Because this was a very ‘cash purchase’ time, and the eastern parts of our fair City have always favoured bundles of the stuff passed down alleyways to avoid the prying eyes of HMRC, at the end of a Saturday we’d have thousands of pounds in cash. Which we took the bank in a little leather pouch-thing and deposited into the ‘night safe’, attached to the bank’s wall. Obviously, with gangsters and robbers and armed thieves all over the High Street, you have two options. Bury the pouch in a bag and take it discreetly to the bank with all due nonchalance.
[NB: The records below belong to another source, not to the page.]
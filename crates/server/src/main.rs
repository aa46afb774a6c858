use anyhow::{self, Error as AnyhowError};
use deployment::{Deployment, DeploymentError};
use server::{DeploymentImpl, routes};
use sqlx::Error as SqlxError;
use thiserror::Error;
use tokio_util::sync::CancellationToken;
use tracing_subscriber::{EnvFilter, prelude::*};

#[derive(Debug, Error)]
pub enum ConductorError {
    #[error(transparent)]
    Io(#[from] std::io::Error),
    #[error(transparent)]
    Sqlx(#[from] SqlxError),
    #[error(transparent)]
    Deployment(#[from] DeploymentError),
    #[error(transparent)]
    Other(#[from] AnyhowError),
}

#[tokio::main]
async fn main() -> Result<(), ConductorError> {
    dotenv::dotenv().ok();

    let log_level = std::env::var("RUST_LOG").unwrap_or_else(|_| "info".to_string());
    let filter_string = format!(
        "warn,server={level},services={level},db={level},executors={level},deployment={level},local_deployment={level},utils={level}",
        level = log_level
    );
    let env_filter = EnvFilter::try_new(filter_string).map_err(anyhow::Error::from)?;
    tracing_subscriber::registry()
        .with(tracing_subscriber::fmt::layer().with_filter(env_filter))
        .init();

    let deployment = DeploymentImpl::new().await?;

    let recovered = deployment.recover_orphaned_tasks().await?;
    if recovered > 0 {
        tracing::info!("Recovered {} tasks interrupted by the last shutdown", recovered);
    }

    let shutdown = CancellationToken::new();
    let background = deployment.spawn_background_services(shutdown.clone());

    let port = std::env::var("PORT")
        .ok()
        .and_then(|s| s.trim().parse::<u16>().ok())
        .unwrap_or(3000);
    let host = std::env::var("HOST").unwrap_or_else(|_| "127.0.0.1".to_string());
    let listener = tokio::net::TcpListener::bind(format!("{host}:{port}")).await?;
    let actual_port = listener.local_addr()?.port();
    tracing::info!("Server running on http://{host}:{actual_port}");

    let app_router = routes::router(deployment.clone());
    let serve_shutdown = shutdown.clone();
    axum::serve(listener, app_router)
        .with_graceful_shutdown(async move {
            tokio::select! {
                result = tokio::signal::ctrl_c() => {
                    if let Err(e) = result {
                        tracing::error!("Failed to listen for Ctrl-C: {}", e);
                    }
                }
                _ = serve_shutdown.cancelled() => {}
            }
            tracing::info!("Shutdown requested");
        })
        .await?;

    shutdown.cancel();
    deployment.drain(background).await;
    tracing::info!("Shutdown complete");
    Ok(())
}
Or get a gang of 12 and march down to the bank singing, screaming and pushing innocent bystanders out of the way (especially old and infirm ones), normally whilst carrying large blunt instruments. Due to a lack of subtlety in my youth, we opted for the second.

So go now; get a Saturday job. You could become a proper thug.

Happy Sunday

A xxxx

PS. If I drop Donald Trump a fifty, do you think he’d come for Kier Starmer, like he did Maduro?